Wednesday, July 22, 2015

Tampa Bay black history gets reborn

Did you know that R&B legend Ray Charles got his start in Tampa Bay? Or that Martin Luther King Jr. visited Tampa Bay in 1961 as he rose to lead the Civil Rights Movement?

Tampa Bay's African American history, once centered in Central Avenue on the northwest corner of downtown, was largely erased decades ago by Urban Renewal and the construction of I-275.

Community leaders began the process of acknowledging the deep roots of Tampa Bay's black residents this morning when they broke ground for the redevelopment of Perry Harvey Sr. Park.

The park sits where Central Boulevard once formed the core of the black business and social scene in the first half of the 20th Century.

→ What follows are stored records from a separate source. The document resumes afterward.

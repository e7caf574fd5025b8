//! Report assembly: turns a batch of extracted documents into laid-out pages.
//!
//! The assembler walks the batch once, in order:
//!
//! 1. a summary section with the title, total and successful counts,
//! 2. one section per document: title, then either a character count and
//!    the shaped, wrapped body, or a fixed placeholder when nothing was
//!    extracted,
//! 3. the layout engine is flushed and footers are numbered.
//!
//! An empty or failed document never aborts the batch.
//!
//! # Example
//!
//! ```
//! use ocrpdf::model::Document;
//! use ocrpdf::report::assemble;
//!
//! let batch = Document::batch(vec![("a.pdf", "Hello world"), ("b.pdf", "")]);
//! let report = assemble(&batch, false);
//! assert_eq!(report.summary.total, 2);
//! assert_eq!(report.summary.succeeded, 1);
//! ```

mod labels;
mod options;

pub use options::{ReportOptions, DEFAULT_FILE_NAME, DEFAULT_OUTPUT_DIR};

use chrono::Local;
use labels::Script;
use std::fmt;

use crate::layout::{wrap, DocumentBreak, LayoutEngine, Section};
use crate::model::{
    Alignment, Document, EntryStatus, Extraction, Line, Report, ReportEntry, Summary, TextStyle,
};
use crate::shape::{shape, shape_lines, shape_outcome_with, ShapeOutcome};

/// Cell heights in millimetres.
const TITLE_HEIGHT: f32 = 10.0;
const SUMMARY_HEIGHT: f32 = 8.0;
const META_HEIGHT: f32 = 6.0;
const BODY_HEIGHT: f32 = 8.0;
const FOOTER_HEIGHT: f32 = 10.0;

/// Vertical gaps in millimetres.
const SECTION_GAP: f32 = 10.0;
const TITLE_GAP: f32 = 5.0;
const PARAGRAPH_GAP: f32 = 4.0;

/// Builds a [`Report`] from a batch of documents.
#[derive(Clone)]
pub struct ReportAssembler {
    options: ReportOptions,
    script: Script,
    shaper: fn(&str) -> String,
}

impl ReportAssembler {
    /// Create an assembler; the label set follows `options.shaping`.
    pub fn new(options: ReportOptions) -> Self {
        let script = Script::for_shaping(options.shaping);
        Self {
            options,
            script,
            shaper: shape_lines,
        }
    }

    #[cfg(test)]
    pub(crate) fn with_shaper(mut self, shaper: fn(&str) -> String) -> Self {
        self.shaper = shaper;
        self
    }

    /// Get the options in use.
    pub fn options(&self) -> &ReportOptions {
        &self.options
    }

    /// Assemble the report for `batch`, preserving batch order.
    pub fn assemble(&self, batch: &[Document]) -> Report {
        let generated_at = self
            .options
            .generated_at
            .unwrap_or_else(|| Local::now().naive_local())
            .format("%Y-%m-%d %H:%M:%S")
            .to_string();

        let summary = Summary {
            total: batch.len(),
            succeeded: batch.iter().filter(|doc| doc.is_success()).count(),
        };

        let layout = &self.options.layout;
        let mut engine = LayoutEngine::new(layout.page.content_height());
        if layout.header {
            engine = engine.with_header(vec![self.header_line(), Line::spacer(SECTION_GAP)]);
        }

        engine.push_section(self.summary_section(&generated_at, &summary));

        let mut entries = Vec::with_capacity(batch.len());
        for (index, doc) in batch.iter().enumerate() {
            let is_last = index + 1 == batch.len();
            let (section, entry) = self.document_section(index + 1, doc, is_last);
            engine.push_section(section);
            entries.push(entry);
        }

        let mut pages = engine.finish();
        if layout.footer {
            for page in &mut pages {
                page.footer = Some(self.footer_line(page.number));
            }
        }

        log::info!(
            "Assembled report: {} documents ({} with text) on {} pages",
            summary.total,
            summary.succeeded,
            pages.len()
        );

        Report {
            title: self.script.document_title().to_string(),
            generated_at,
            summary,
            shaped: self.options.shaping,
            entries,
            pages,
        }
    }

    fn summary_section(&self, generated_at: &str, summary: &Summary) -> Section {
        Section::new()
            .title(
                self.styled(&self.script.report_title(generated_at), TextStyle::bold(16.0))
                    .with_align(Alignment::Center)
                    .with_height(TITLE_HEIGHT),
            )
            .title(Line::spacer(SECTION_GAP))
            .body(
                self.styled(&self.script.total_files(summary.total), TextStyle::new(12.0))
                    .with_height(SUMMARY_HEIGHT),
            )
            .body(
                self.styled(&self.script.successful(summary.succeeded), TextStyle::new(12.0))
                    .with_height(SUMMARY_HEIGHT),
            )
            .body(Line::spacer(SECTION_GAP))
    }

    /// Build the section for the document at batch position `ordinal`.
    ///
    /// The body is shaped as a whole paragraph and wrapped afterwards, so a
    /// right-to-left paragraph longer than one line starts with its last
    /// words. Callers that need per-line shaping must wrap first and shape
    /// each line; this order is kept as is.
    fn document_section(
        &self,
        ordinal: usize,
        doc: &Document,
        is_last: bool,
    ) -> (Section, ReportEntry) {
        let title = self
            .styled(
                &self.script.file_title(ordinal, doc.display_name()),
                TextStyle::bold(14.0),
            )
            .with_height(TITLE_HEIGHT);
        let mut section = Section::for_document(ordinal)
            .title(title)
            .title(Line::spacer(TITLE_GAP));

        let status = if doc.is_success() {
            let outcome = shape_outcome_with(doc.text(), self.options.shaping, self.shaper);
            let status = match &outcome {
                ShapeOutcome::Shaped(_) => EntryStatus::Shaped,
                ShapeOutcome::Degraded(_) => EntryStatus::ShapingDegraded,
                ShapeOutcome::Unchanged(_) => EntryStatus::Plain,
            };

            let meta = self
                .styled(
                    &self.script.char_count(doc.char_count()),
                    TextStyle::italic(10.0),
                )
                .with_height(META_HEIGHT);
            let body = wrap(outcome.text(), self.options.layout.max_chars)
                .into_iter()
                .map(|line| self.body_line(line));

            section = section
                .body(meta)
                .body(Line::spacer(TITLE_GAP))
                .body_lines(body);
            status
        } else {
            let status = match &doc.extraction {
                Extraction::Failed(reason) => {
                    log::warn!("No text for {}: {}", doc.name, reason);
                    EntryStatus::Failed(reason.clone())
                }
                Extraction::Text(_) | Extraction::Empty => EntryStatus::Empty,
            };
            section = section.body(
                self.styled(self.script.no_text(), TextStyle::new(10.0))
                    .with_height(BODY_HEIGHT),
            );
            status
        };

        if !is_last {
            section = section
                .body(Line::spacer(SECTION_GAP))
                .break_after(self.options.layout.document_break == DocumentBreak::Always);
        }

        let entry = ReportEntry {
            ordinal,
            name: doc.display_name().to_string(),
            char_count: doc.char_count(),
            status,
        };
        (section, entry)
    }

    /// Restyle a wrapped line as body text; blank lines become short gaps.
    fn body_line(&self, line: Line) -> Line {
        if line.is_blank() {
            return Line::spacer(PARAGRAPH_GAP);
        }
        line.with_direction(self.script.direction())
            .with_style(TextStyle::new(10.0))
            .with_height(BODY_HEIGHT)
    }

    fn header_line(&self) -> Line {
        self.styled(self.script.page_header(), TextStyle::bold(15.0))
            .with_align(Alignment::Center)
            .with_height(TITLE_HEIGHT)
    }

    fn footer_line(&self, number: u32) -> Line {
        self.styled(&self.script.page_footer(number), TextStyle::italic(8.0))
            .with_align(Alignment::Center)
            .with_height(FOOTER_HEIGHT)
    }

    /// Shape a label (when enabled) and attach the script direction.
    fn styled(&self, text: &str, style: TextStyle) -> Line {
        Line::new(shape(text, self.options.shaping))
            .with_direction(self.script.direction())
            .with_style(style)
    }
}

impl fmt::Debug for ReportAssembler {
    fn fmt(&self, f: &mut fmt::Formatter<'_>) -> fmt::Result {
        f.debug_struct("ReportAssembler")
            .field("options", &self.options)
            .field("script", &self.script)
            .finish_non_exhaustive()
    }
}

impl Default for ReportAssembler {
    fn default() -> Self {
        Self::new(ReportOptions::default())
    }
}

/// Assemble a report with default options.
pub fn assemble(batch: &[Document], shaping_enabled: bool) -> Report {
    ReportAssembler::new(ReportOptions::default().with_shaping(shaping_enabled)).assemble(batch)
}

When it reopens -- in time for the 2016 Tampa Bay Black Heritage Festival, if all goes as planned -- the park will encapsulate the role black leaders like its namesake (a leader of the local longshoremen's union and music promoter) had on the community. It will include a section about Tampa Bay's role in the Chitlin' Circuit -- the chain of black music and comedy venues across the Southeast and Midwest.

The park sits amid other monuments to Tampa Bay's black history, including St. Paul's AME Church, now preserved as a community center, and the former boarding house known as Jackson House.